DASH Diet. Fad or fab?

DASH or ‘Dietary approaches to Stop HypeDASHrtension’ is the latest weight loss programme that everybody is talking about. Although it was initially developed to help sufferers of hypertension (high blood pressure) tackle their health problems with their diet, it was quickly discovered that a big bonus of the DASH eating plan was rapid weight loss. There are articles in the media selling the diet as a way to lose a stone / drop a dress size in just three weeks. The big buzz is that the USA heralds this diet as the healthiest around, and many medical associations give their support to it too.

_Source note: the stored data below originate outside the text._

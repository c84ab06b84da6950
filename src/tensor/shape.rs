//! Shape type: dimensions of a tensor

use smallvec::SmallVec;
use std::fmt;
use std::ops::{Deref, DerefMut};

/// Stack allocation threshold for dimensions
/// Most tensors have 4 or fewer dimensions, so we stack-allocate up to 4
pub(crate) const STACK_DIMS: usize = 4;

/// Shape type: dimensions of a tensor
#[derive(Clone, PartialEq, Eq, Default)]
pub struct Shape(SmallVec<[usize; STACK_DIMS]>);

impl Shape {
    /// Create an empty shape.
    pub fn new() -> Self {
        Self(SmallVec::new())
    }

    /// Create an empty shape with capacity.
    pub fn with_capacity(capacity: usize) -> Self {
        Self(SmallVec::with_capacity(capacity))
    }

    /// Push a dimension.
    pub fn push(&mut self, dim: usize) {
        self.0.push(dim);
    }

    /// Remove dimension at index.
    pub fn remove(&mut self, index: usize) -> usize {
        self.0.remove(index)
    }

    /// Swap two dimensions.
    pub fn swap(&mut self, a: usize, b: usize) {
        self.0.swap(a, b);
    }

    /// Reverse dimension order.
    pub fn reverse(&mut self) {
        self.0.reverse();
    }

    /// View shape as a slice.
    pub fn as_slice(&self) -> &[usize] {
        self.0.as_slice()
    }

    /// Number of dimensions in this shape.
    #[inline]
    pub fn ndim(&self) -> usize {
        self.0.len()
    }

    /// Whether this shape has zero dimensions.
    #[inline]
    pub fn is_empty(&self) -> bool {
        self.0.is_empty()
    }

    /// Total number of elements: the product of all extents.
    #[inline]
    pub fn elem_count(&self) -> usize {
        self.0.iter().product()
    }

    /// Product of the extents in `[start, end)`.
    pub fn sub_elem_count(&self, start: usize, end: usize) -> usize {
        self.0[start..end].iter().product()
    }

    /// Copy of this shape with dimension `dim` dropped.
    ///
    /// Used for reduction results; reducing a rank-1 shape yields an empty
    /// shape, which callers substitute with `[1]`.
    pub fn removed(&self, dim: usize) -> Shape {
        let mut out = self.clone();
        out.remove(dim);
        out
    }
}

impl Deref for Shape {
    type Target = [usize];

    fn deref(&self) -> &Self::Target {
        self.0.as_slice()
    }
}

impl DerefMut for Shape {
    fn deref_mut(&mut self) -> &mut Self::Target {
        self.0.as_mut_slice()
    }
}

impl fmt::Debug for Shape {
    fn fmt(&self, f: &mut fmt::Formatter<'_>) -> fmt::Result {
        self.0.fmt(f)
    }
}

impl AsRef<[usize]> for Shape {
    fn as_ref(&self) -> &[usize] {
        self.0.as_slice()
    }
}

impl From<Vec<usize>> for Shape {
    fn from(value: Vec<usize>) -> Self {
        Self(value.into_iter().collect())
    }
}

impl From<&[usize]> for Shape {
    fn from(value: &[usize]) -> Self {
        Self(value.iter().copied().collect())
    }
}

impl<const N: usize> From<[usize; N]> for Shape {
    fn from(value: [usize; N]) -> Self {
        Self(value.into_iter().collect())
    }
}

impl FromIterator<usize> for Shape {
    fn from_iter<T: IntoIterator<Item = usize>>(iter: T) -> Self {
        Self(iter.into_iter().collect())
    }
}

#[cfg(test)]
mod tests {
    use super::*;

    #[test]
    fn test_elem_count() {
        let shape = Shape::from([2, 3, 4]);
        assert_eq!(shape.ndim(), 3);
        assert_eq!(shape.elem_count(), 24);
        assert_eq!(shape.sub_elem_count(1, 3), 12);
        assert_eq!(shape.sub_elem_count(2, 2), 1);
    }

    #[test]
    fn test_removed() {
        let shape = Shape::from([2, 3, 4]);
        assert_eq!(shape.removed(1).as_slice(), &[2, 4]);
        assert_eq!(shape.removed(0).as_slice(), &[3, 4]);

        let rank1 = Shape::from([5]);
        assert!(rank1.removed(0).is_empty());
    }

    #[test]
    fn test_equality() {
        assert_eq!(Shape::from([2, 3]), Shape::from(vec![2, 3]));
        assert_ne!(Shape::from([2, 3]), Shape::from([3, 2]));
        assert_ne!(Shape::from([2, 3]), Shape::from([2, 3, 1]));
    }
}
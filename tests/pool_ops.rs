//! Pool behavior observed through the tensor API

use tensr::prelude::*;

#[test]
fn tensor_lifecycle_balances_the_pool() {
    let pool = BufferPool::new();
    {
        let a = Tensor::zeros(&[16, 16], &pool).unwrap();
        let b = Tensor::ones(&[4], &pool).unwrap();
        assert!(!pool.is_balanced());
        drop(a);
        drop(b);
    }
    assert!(pool.is_balanced());
    assert_eq!(pool.allocated_bytes(), pool.deallocated_bytes());
}

#[test]
fn shared_storage_returns_once() {
    let pool = BufferPool::new();
    let a = Tensor::zeros(&[8], &pool).unwrap();
    let allocated = pool.allocated_bytes();

    // Clones and views share the one buffer.
    let b = a.clone();
    let c = a.view(&[2, 4]).unwrap();
    assert_eq!(pool.allocated_bytes(), allocated);

    drop(a);
    drop(b);
    assert!(!pool.is_balanced());
    drop(c);
    assert!(pool.is_balanced());
}

#[test]
fn freed_buffers_are_recycled() {
    let pool = BufferPool::new();

    let a = Tensor::zeros(&[32], &pool).unwrap();
    drop(a);
    assert_eq!(pool.cached_buffers(), 1);

    // Same size class: served from the cache, zeroed again.
    let b = Tensor::zeros(&[32], &pool).unwrap();
    assert_eq!(pool.cached_buffers(), 0);
    assert!(b.iter().all(|v| v == 0.0));

    // A different size class misses the cache.
    drop(b);
    let _c = Tensor::zeros(&[33], &pool).unwrap();
    assert_eq!(pool.cached_buffers(), 1);
}

#[test]
fn recycled_buffer_not_polluted_by_old_values() {
    let pool = BufferPool::new();
    let mut a = Tensor::zeros(&[4], &pool).unwrap();
    for i in 0..4 {
        a.set(&[i], 1000.0 + i as Elem).unwrap();
    }
    drop(a);

    let b = Tensor::zeros(&[4], &pool).unwrap();
    assert!(b.iter().all(|v| v == 0.0));
}

#[test]
fn materialization_draws_from_operand_pool() {
    let pool = BufferPool::new();
    let a = Tensor::ones(&[4], &pool).unwrap();
    let before = pool.allocated_bytes();

    let out = Tensor::from_expr(&(&a + 1.0)).unwrap();
    assert!(pool.allocated_bytes() > before);
    assert_eq!(out.get(&[0]).unwrap(), 2.0);
}

#[test]
fn counters_only_grow() {
    let pool = BufferPool::new();
    let t = Tensor::zeros(&[8], &pool).unwrap();
    drop(t);
    let after_first = (pool.allocated_bytes(), pool.deallocated_bytes());

    // A cache hit still counts as an allocation and a deallocation.
    let t = Tensor::zeros(&[8], &pool).unwrap();
    assert!(pool.allocated_bytes() > after_first.0);
    drop(t);
    assert!(pool.deallocated_bytes() > after_first.1);
}

#[test]
fn drain_empties_the_cache() {
    let pool = BufferPool::new();
    for _ in 0..3 {
        let _ = Tensor::zeros(&[16], &pool).unwrap();
    }
    drop(Tensor::zeros(&[64], &pool).unwrap());
    assert!(pool.cached_buffers() >= 1);

    pool.drain();
    assert_eq!(pool.cached_buffers(), 0);
    assert!(pool.is_balanced());
}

It’s not the first ‘medical’ diet to hit the scene – Rosemary Conley made a name for herself in the eighties with the ‘Eat Yourself Slim’ diet, which she had adapted from the very low fat eating plan her doctors had given her to reduce her gall stones. Rosemary is now a multimillionaire and is testimony to the fact that a medical endorsement is a big help!

So, what’s it all about then?

It seems very similar to the Atkins diet, which is a high protein and low carbohydrate eating regime. However the interesting part is where it differs from Atkins, especially as many people view the Atkins diet as ‘unhealthy’ due to its high fat and low fruit/vegetable content. The DASH diet encourages eating unlimited vegetables (whereas the Atkins diet only allows very limited amounts), and once settled in to the plan you can even treat yourself to 2 portions of fruit, and 3 portions of carbohydrates (grains and starchy vegetables) every day!

Like Atkins, it starts with a two week induction or ‘kick start’ phase. For the first 14 days you should cut out carbohydrates (including fruit due to the high sugar content), make your portions smaller, and eat plenty of lean protein (fish, chicken, egg whites, low fat dairy products) and healthy fats (olive oil, avocados, houmous, nuts and seeds), and lots of non-starchy vegetables.  You’re also allowed some sugar-free treats like sugar-free jelly to give yourself a lift.

After the fortnight is up you can then start to eat carbohydrates (3 portions a day) and fruit (2 portions a day) again, but the dominant components of your diet should still be proteins and healthy fats.

Never heard of it before? We predict that you will be hearing about this diet a lot more from now on. But will the craze stick? Or will it disappear in to the bin with the chocolate bar wrapper in the new year? We shall see.

We at Women Mean Business say eat healthily, drink plenty of water and get that body moving –If following a plan works for you, then great! Let’s all be fit and healthy together! Hooray!